[Record set — start]
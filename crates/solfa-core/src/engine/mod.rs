//! SolfegeEngine - sample-accurate exercise orchestration
//!
//! Three loops share one exercise, all sequenced from a single atomic
//! sample counter:
//!
//! - **playback** owns the counter and the schedule. Once per buffer
//!   period it fires due events, advances the counter, and sleeps. It is
//!   the only writer of the counter and the phase.
//! - **recording** blocks on microphone reads and pushes captured frames
//!   into the ring, tagged with the counter snapshot at read time.
//! - **analysis** drains the ring in hop-sized steps, slides a full
//!   analysis window over it, and publishes feedback snapshots.
//!
//! Cancellation is cooperative via the shared running flag; `stop` joins
//! every worker and drops the microphone handle before returning.

pub mod atomics;

pub use atomics::EngineAtomics;

use std::sync::Arc;
use std::thread::{self, JoinHandle};
use std::time::Duration;

use log::{debug, info, warn};

use crate::analysis::{feedback_queue, AnalysisEngine, FeedbackPublisher, FeedbackReceiver};
use crate::audio::{CaptureHandle, CaptureOpener, CaptureSource, NotePlayer};
use crate::clock::AudioClock;
use crate::error::{ConfigError, EngineError, EngineResult};
use crate::ring::{tagged_ring, RingConsumer, RingProducer};
use crate::schedule::{freeze_notes, NoteSpec, Schedule, ScheduledEvent};
use crate::types::{SolfegePhase, TimeSignature, ANALYSIS_WINDOW, BUFFER_FRAMES};

/// Ring capacity in seconds of audio; covers a briefly stalled analysis
/// thread without loss
const RING_SECONDS: u32 = 2;

/// Feedback snapshots buffered for a slow consumer
const FEEDBACK_CAPACITY: usize = 64;

/// Frozen state for one configured exercise
struct Exercise {
    clock: AudioClock,
    notes: Vec<crate::schedule::ExpectedNote>,
    octave_offset: i32,
}

/// The top-level engine
///
/// Owns the hardware collaborators and the worker threads. Dropping the
/// engine stops everything.
pub struct SolfegeEngine {
    player: Arc<dyn NotePlayer>,
    opener: Box<dyn CaptureOpener>,
    sample_rate: u32,
    atomics: Arc<EngineAtomics>,
    exercise: Option<Exercise>,
    publisher: FeedbackPublisher,
    receiver: Option<FeedbackReceiver>,
    workers: Vec<JoinHandle<()>>,
    capture: Option<CaptureHandle>,
}

impl SolfegeEngine {
    pub fn new(player: Arc<dyn NotePlayer>, opener: Box<dyn CaptureOpener>, sample_rate: u32) -> Self {
        let (publisher, receiver) = feedback_queue(FEEDBACK_CAPACITY);
        Self {
            player,
            opener,
            sample_rate,
            atomics: Arc::new(EngineAtomics::new()),
            exercise: None,
            publisher,
            receiver: Some(receiver),
            workers: Vec::new(),
            capture: None,
        }
    }

    /// Consumer half of the feedback queue; available once per engine
    pub fn take_feedback(&mut self) -> Option<FeedbackReceiver> {
        self.receiver.take()
    }

    /// Shared atomics for lock-free reads from other threads
    pub fn atomics(&self) -> Arc<EngineAtomics> {
        Arc::clone(&self.atomics)
    }

    pub fn phase(&self) -> SolfegePhase {
        self.atomics.phase()
    }

    /// Clock at the current counter value, if configured
    pub fn clock(&self) -> Option<AudioClock> {
        self.exercise
            .as_ref()
            .map(|ex| ex.clock.at_sample(self.atomics.position()))
    }

    /// Validate and freeze an exercise; stops any running attempt
    pub fn configure(
        &mut self,
        notes: &[NoteSpec],
        tempo: f64,
        time_signature: TimeSignature,
        octave_offset: i32,
    ) -> EngineResult<()> {
        if notes.is_empty() {
            return Err(ConfigError::EmptyExercise.into());
        }
        if !(tempo > 0.0 && tempo.is_finite()) {
            return Err(ConfigError::InvalidTempo(tempo).into());
        }
        if time_signature.numerator == 0 {
            return Err(ConfigError::InvalidTimeSignature.into());
        }

        self.stop();

        let clock = AudioClock::new(self.sample_rate, tempo, time_signature);
        let frozen = freeze_notes(notes, &clock);
        info!(
            "configured exercise: {} notes, {} BPM, {}, octave offset {}",
            frozen.len(),
            tempo,
            time_signature,
            octave_offset
        );
        self.exercise = Some(Exercise { clock, notes: frozen, octave_offset });
        self.atomics.store_position(0);
        self.atomics.set_current_note(0);
        Ok(())
    }

    /// Begin a playback (demo) run: metronome always, piano optionally
    pub fn start_playback(&mut self, play_piano: bool) -> EngineResult<()> {
        self.begin(SolfegePhase::Playing, play_piano)?;
        match self.playback_worker(SolfegePhase::Playing, play_piano) {
            Ok(playback) => {
                self.workers.push(playback);
                Ok(())
            }
            Err(e) => {
                self.stop();
                Err(e)
            }
        }
    }

    /// Begin a listening run: metronome plus live microphone analysis
    ///
    /// The microphone is acquired before any state changes, so a capture
    /// failure leaves the engine Idle with nothing running.
    pub fn start_listening(&mut self) -> EngineResult<()> {
        let exercise = self.exercise.as_ref().ok_or(EngineError::NotConfigured)?;
        if self.atomics.running() {
            return Err(EngineError::AlreadyRunning);
        }
        if !self.opener.permission_granted() {
            return Err(crate::audio::AudioError::PermissionDenied.into());
        }
        let opened = self.opener.open()?;
        if opened.source.sample_rate() != self.sample_rate {
            warn!(
                "capture rate {}Hz differs from engine rate {}Hz",
                opened.source.sample_rate(),
                self.sample_rate
            );
        }

        let (ring_tx, ring_rx) = tagged_ring(self.sample_rate as usize * RING_SECONDS as usize);
        let mut analysis = AnalysisEngine::new(self.sample_rate);
        analysis.configure(exercise.notes.clone(), exercise.clock, exercise.octave_offset);

        self.begin(SolfegePhase::Listening, false)?;
        let spawned = self
            .playback_worker(SolfegePhase::Listening, false)
            .and_then(|playback| {
                let recording = self.recording_worker(opened.source, ring_tx)?;
                let analysis = self.analysis_worker(analysis, ring_rx)?;
                Ok(vec![playback, recording, analysis])
            });
        match spawned {
            Ok(workers) => {
                self.workers.extend(workers);
                self.capture = Some(opened.handle);
                Ok(())
            }
            Err(e) => {
                // Microphone handle drops here, releasing the device
                self.stop();
                Err(e)
            }
        }
    }

    /// Cancel all loops, join them, and release the microphone
    ///
    /// Idempotent; safe to call from any state.
    pub fn stop(&mut self) {
        self.atomics.set_running(false);
        for worker in self.workers.drain(..) {
            let _ = worker.join();
        }
        self.capture = None;
        self.atomics.set_phase(SolfegePhase::Idle);
    }

    /// Stop and drop audio resources
    pub fn release(&mut self) {
        self.stop();
    }

    /// Common start bookkeeping: counter to one measure before the
    /// downbeat, phase to Countdown
    fn begin(&mut self, mode: SolfegePhase, play_piano: bool) -> EngineResult<()> {
        let samples_per_measure = self
            .exercise
            .as_ref()
            .ok_or(EngineError::NotConfigured)?
            .clock
            .samples_per_measure();
        if self.atomics.running() {
            return Err(EngineError::AlreadyRunning);
        }
        // Joins any workers left over from a completed run
        self.stop();

        let start = -(samples_per_measure.round() as i64);
        debug!("starting {:?} (piano {}), countdown from sample {}", mode, play_piano, start);
        self.atomics.store_position(start);
        self.atomics.set_current_note(0);
        self.atomics.set_phase(SolfegePhase::Countdown);
        self.atomics.set_running(true);
        Ok(())
    }

    fn playback_worker(&self, mode: SolfegePhase, play_piano: bool) -> EngineResult<JoinHandle<()>> {
        let exercise = self.exercise.as_ref().ok_or(EngineError::NotConfigured)?;
        let schedule = Schedule::build(&exercise.clock, &exercise.notes);
        let atomics = Arc::clone(&self.atomics);
        let player = Arc::clone(&self.player);
        let sample_rate = self.sample_rate;

        thread::Builder::new()
            .name("solfa-playback".into())
            .spawn(move || run_playback(atomics, schedule, player, mode, play_piano, sample_rate))
            .map_err(|e| EngineError::ThreadSpawn("playback", e.to_string()))
    }

    fn recording_worker(
        &self,
        source: Box<dyn CaptureSource>,
        producer: RingProducer,
    ) -> EngineResult<JoinHandle<()>> {
        let atomics = Arc::clone(&self.atomics);
        thread::Builder::new()
            .name("solfa-recording".into())
            .spawn(move || run_recording(atomics, source, producer))
            .map_err(|e| EngineError::ThreadSpawn("recording", e.to_string()))
    }

    fn analysis_worker(
        &self,
        engine: AnalysisEngine,
        consumer: RingConsumer,
    ) -> EngineResult<JoinHandle<()>> {
        let atomics = Arc::clone(&self.atomics);
        let publisher = self.publisher.clone();
        thread::Builder::new()
            .name("solfa-analysis".into())
            .spawn(move || run_analysis(atomics, engine, consumer, publisher))
            .map_err(|e| EngineError::ThreadSpawn("analysis", e.to_string()))
    }
}

impl Drop for SolfegeEngine {
    fn drop(&mut self) {
        self.stop();
    }
}

/// The playback loop: sole writer of the counter and phase
fn run_playback(
    atomics: Arc<EngineAtomics>,
    mut schedule: Schedule,
    player: Arc<dyn NotePlayer>,
    mode: SolfegePhase,
    play_piano: bool,
    sample_rate: u32,
) {
    let period = Duration::from_secs_f64(BUFFER_FRAMES as f64 / sample_rate as f64);
    let end_sample = schedule.end_sample();

    while atomics.running() {
        let current = atomics.position();

        if atomics.phase() == SolfegePhase::Countdown && current >= 0 {
            debug!("countdown over, entering {:?}", mode);
            atomics.set_phase(mode);
        }

        for timed in schedule.due(current) {
            match timed.event {
                ScheduledEvent::Countdown { .. } => {
                    player.play_metronome_click(true);
                }
                ScheduledEvent::MetronomeClick { accented, .. } => {
                    player.play_metronome_click(accented);
                }
                ScheduledEvent::Note { midi_note, note_index } => {
                    atomics.set_current_note(note_index);
                    // In listening mode the note only moves the pointer
                    if play_piano && mode == SolfegePhase::Playing {
                        let duration_ms =
                            (timed.duration_samples * 1000 / sample_rate as i64) as u32;
                        player.play_midi_note(midi_note, duration_ms);
                    }
                }
            }
        }

        if current > end_sample {
            info!("exercise complete at sample {}", current);
            atomics.set_phase(SolfegePhase::Completed);
            atomics.set_running(false);
            break;
        }

        atomics.store_position(current + BUFFER_FRAMES as i64);
        thread::sleep(period);
    }
}

/// Captured-stream positions may drift this far from the counter before
/// the recording loop resynchronizes
const RESYNC_SLACK: i64 = 2 * ANALYSIS_WINDOW as i64;

/// The recording loop: capture reads tagged with stream positions
///
/// Positions run contiguously from a counter snapshot so the analysis
/// window sees an unbroken stream; the counter is only consulted again
/// when the stream drifts past the slack (device stall, clock skew).
fn run_recording(atomics: Arc<EngineAtomics>, mut source: Box<dyn CaptureSource>, mut producer: RingProducer) {
    let mut buf = vec![0.0f32; BUFFER_FRAMES];
    let mut next_position: Option<i64> = None;
    while atomics.running() {
        let n = source.read(&mut buf);
        if n == 0 {
            // Timed-out read; loop around to re-check the running flag
            continue;
        }
        let counter = atomics.position();
        let position = match next_position {
            Some(p) if (p - counter).abs() < RESYNC_SLACK => p,
            _ => counter,
        };
        producer.push(&buf[..n], position);
        next_position = Some(position + n as i64);
    }
}

/// The analysis loop: slide a full window over hop-sized ring drains
fn run_analysis(
    atomics: Arc<EngineAtomics>,
    mut engine: AnalysisEngine,
    mut consumer: RingConsumer,
    publisher: FeedbackPublisher,
) {
    let mut hop = vec![0.0f32; BUFFER_FRAMES];
    let mut hop_positions = vec![0i64; BUFFER_FRAMES];
    let mut window: Vec<f32> = Vec::with_capacity(ANALYSIS_WINDOW + BUFFER_FRAMES);
    let mut window_start: i64 = 0;

    while atomics.running() {
        let n = consumer.pop(&mut hop, &mut hop_positions);
        if n == 0 {
            thread::sleep(Duration::from_millis(2));
            continue;
        }

        // A gap means the producer lapped us; restart the window
        if !window.is_empty() && hop_positions[0] != window_start + window.len() as i64 {
            debug!("capture gap at sample {}, window restarted", hop_positions[0]);
            window.clear();
        }
        if window.is_empty() {
            window_start = hop_positions[0];
        }
        window.extend_from_slice(&hop[..n]);

        while window.len() >= ANALYSIS_WINDOW {
            engine.set_phase(atomics.phase());
            let state = engine.process(&window[..ANALYSIS_WINDOW], window_start);
            publisher.publish(state);
            window.drain(..BUFFER_FRAMES);
            window_start += BUFFER_FRAMES as i64;
        }
    }
}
[Record set — finish]
* **Task item**
Answer with the count alone: how many lines in the data above have "workers" in them?

* **Solution for this problem**
7